Herb Magee (born June 20, 1941), commonly referred to as the Shot Doctor, is an American former men's college basketball coach, who coached for 54 seasons at NCAA Division II Thomas Jefferson University. The school was established in its current form when Philadelphia University, Magee's alma mater, merged with the original Thomas Jefferson University in 2017.  The former Philadelphia University was known as Philadelphia College of Textiles & Science and athletically branded as "Philadelphia Textile" when Magee first became head coach in 1967, becoming Philadelphia University in 1999.  He has spent 54 years as head coach, and 62 years as either a player or coach at the school as of 2021. In 2015, he achieved his 1,000th win as a head coach, becoming one of only four college coaches to achieve that milestone.  On August 12, 2011, Magee was inducted into the Naismith Memorial Basketball Hall of Fame.

Career

Playing
Magee, an Irish American, played his high school basketball at Philadelphia's famed West Catholic High, where his teammates included former Philadelphia 76ers head coach Jim Lynam and former St. Joseph's coach Jim Boyle.

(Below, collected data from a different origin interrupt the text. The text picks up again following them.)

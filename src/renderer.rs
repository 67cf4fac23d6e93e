//! Clock face renderer.
//!
//! Provides [`ClockRenderer`], which turns a wall-clock sample, a viewport and a
//! detail level into a [`RenderPlan`]. Rendering is a pure function of those
//! inputs and the renderer's immutable [`FaceConfig`].

use crate::background::scale_to_width;
use crate::colors::desaturate;
use crate::config::FaceConfig;
use crate::geometry::{self, HandRotations, Point, Rotation, TICK_COUNT};
use crate::plan::{BackgroundKind, BitmapBlit, DrawCommand, HandShape, HandStroke, RenderPlan};
use crate::time::WallClockSample;
use crate::types::{Hand, Paint, PaintStyle, RenderDetail, RenderError, Shadow, Viewport};
use palette::Srgb;

/// Builds render plans for an analog face.
#[derive(Debug, Clone, Default)]
pub struct ClockRenderer {
    config: FaceConfig,
}

/// Paints for one frame, resolved from the config and detail level.
struct FramePaints {
    tick: Paint,
    hour: Paint,
    minute: Paint,
    second: Paint,
    dot: Paint,
}

impl ClockRenderer {
    pub fn new(config: FaceConfig) -> Self {
        Self { config }
    }

    pub fn config(&self) -> &FaceConfig {
        &self.config
    }

    /// Renders one frame.
    ///
    /// Hands are drawn in nested frames: the minute hand's frame is the hour
    /// hand's frame rotated further by the difference of their angles, and
    /// likewise for the second hand.
    ///
    /// # Errors
    /// * `InvalidViewport` - Never for a `Viewport` built through `Viewport::new`
    /// * `CapacityExceeded` - Plan capacity exceeded
    pub fn render(
        &self,
        time: WallClockSample,
        viewport: Viewport,
        detail: RenderDetail,
    ) -> Result<RenderPlan, RenderError> {
        let rotations = HandRotations::at(&time);
        let center = viewport.center();

        let hour_frame = Rotation::about(center, rotations.hours);
        let minute_frame = hour_frame.rotate(rotations.minutes - rotations.hours);
        let second_frame = minute_frame.rotate(rotations.seconds - rotations.minutes);

        self.render_with_frames(viewport, detail, [hour_frame, minute_frame, second_frame])
    }

    /// Renders one frame, rotating each hand by its absolute angle.
    ///
    /// Produces the same hand positions as [`ClockRenderer::render`] up to
    /// floating-point rounding.
    pub fn render_absolute(
        &self,
        time: WallClockSample,
        viewport: Viewport,
        detail: RenderDetail,
    ) -> Result<RenderPlan, RenderError> {
        let rotations = HandRotations::at(&time);
        let center = viewport.center();

        self.render_with_frames(
            viewport,
            detail,
            [
                Rotation::about(center, rotations.hours),
                Rotation::about(center, rotations.minutes),
                Rotation::about(center, rotations.seconds),
            ],
        )
    }

    fn render_with_frames(
        &self,
        viewport: Viewport,
        detail: RenderDetail,
        [hour_frame, minute_frame, second_frame]: [Rotation; 3],
    ) -> Result<RenderPlan, RenderError> {
        if viewport.width() == 0 || viewport.height() == 0 {
            return Err(RenderError::InvalidViewport {
                width: viewport.width(),
                height: viewport.height(),
            });
        }

        let c = &self.config;
        let center = viewport.center();
        let radius = viewport.face_radius();
        let paints = self.paints(detail);
        let mut plan = RenderPlan::new(viewport);

        if let Some(blit) = self.background_blit(viewport, detail) {
            plan.push(DrawCommand::Background(blit))?;
        }

        for i in 0..TICK_COUNT {
            let tick = geometry::tick(i, center, radius, c.major_tick_inset, c.minor_tick_inset);
            plan.push(DrawCommand::Tick {
                tick,
                paint: paints.tick,
            })?;
        }

        plan.push(DrawCommand::Hand(HandStroke {
            hand: Hand::Hour,
            shape: self.round_rect_hand(center, radius - c.hour_inset),
            transform: hour_frame,
            paint: paints.hour,
        }))?;

        plan.push(DrawCommand::Hand(HandStroke {
            hand: Hand::Minute,
            shape: self.round_rect_hand(center, radius - c.minute_inset),
            transform: minute_frame,
            paint: paints.minute,
        }))?;

        // Skipped when the face is too small for the hand to clear the dot.
        let second_length = radius - c.second_inset;
        if !detail.is_reduced() && second_length > c.cap_radius {
            plan.push(DrawCommand::Hand(HandStroke {
                hand: Hand::Second,
                shape: HandShape::Line {
                    start: Point::new(center.x, center.y - c.cap_radius),
                    end: Point::new(center.x, center.y - second_length),
                },
                transform: second_frame,
                paint: paints.second,
            }))?;
        }

        plan.push(DrawCommand::Circle {
            center,
            radius: c.cap_radius,
            paint: paints.dot,
        })?;

        trace!("rendered {} commands", plan.len());
        Ok(plan)
    }

    /// Hand from `cap_radius` behind the center to `length` in front of it.
    fn round_rect_hand(&self, center: Point, length: f32) -> HandShape {
        let r = self.config.cap_radius;
        let length = length.max(0.0);
        HandShape::RoundRect {
            left: center.x - r,
            top: center.y - length,
            right: center.x + r,
            bottom: center.y + r,
            corner_radius: r,
        }
    }

    fn background_blit(&self, viewport: Viewport, detail: RenderDetail) -> Option<BitmapBlit> {
        let (kind, source) = if detail.is_reduced() {
            (BackgroundKind::Ambient, self.config.ambient_background?)
        } else {
            (BackgroundKind::Interactive, self.config.background?)
        };
        let size = scale_to_width(source, viewport);
        Some(BitmapBlit {
            kind,
            width: size.width,
            height: size.height,
        })
    }

    fn paints(&self, detail: RenderDetail) -> FramePaints {
        let c = &self.config;
        let anti_alias = detail.anti_alias();
        let ambient = detail.is_reduced();

        let tone = |color: Srgb| if ambient { desaturate(color) } else { color };
        let shadow = if ambient {
            None
        } else {
            Some(Shadow {
                radius: c.cap_radius,
                color: c.shadow_color,
            })
        };

        let outlined = Paint::new(tone(c.accent_color), c.hand_stroke_width)
            .with_style(PaintStyle::Stroke)
            .with_round_cap()
            .with_anti_alias(anti_alias);
        let outlined = match shadow {
            Some(s) => outlined.with_shadow(s),
            None => outlined,
        };

        let mut dot = Paint::new(tone(c.hand_color), c.hand_stroke_width)
            .with_round_cap()
            .with_anti_alias(anti_alias);
        if !ambient {
            dot = dot.with_shadow(Shadow {
                radius: c.shadow_radius,
                color: c.shadow_color,
            });
        }

        FramePaints {
            tick: Paint::new(tone(c.accent_color), c.tick_stroke_width).with_anti_alias(anti_alias),
            hour: outlined,
            minute: outlined,
            second: Paint::new(tone(c.hand_color), c.hand_stroke_width).with_anti_alias(anti_alias),
            dot,
        }
    }
}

As a five-foot-ten inch, 150-pound player for the Philadelphia Rams, Magee scored 2,235 points (before the introduction of the 3-point shot), leading his team to 75 victories. Magee was a two-time All-American and drafted by the Boston Celtics (the 62nd pick of the 1963 NBA draft). However, he broke his fingers before training camp, and opted instead to return to his alma mater as an assistant coach under Buckey Harris. When Harris retired in 1967, Magee became head coach at the age of 25. He has spent his entire adult life at the East Falls school as either a player, assistant coach, or head coach.

Accomplishments
Magee has earned many awards during his coaching career.  The Kodak District Coach of the Year in 1993, Magee was also tabbed New York Collegiate Athletic Conference Coach of the Year that season and again in 1994. In addition, he has been honored as regional Coach of the Year four times, national Coach of the Year twice, and Co-Coach of the Year in the Mideast Collegiate Conference twice. He was also inducted into the Pennsylvania Sports Hall of Fame in 1979.  He led the Rams to the College Division National Championship in 1970.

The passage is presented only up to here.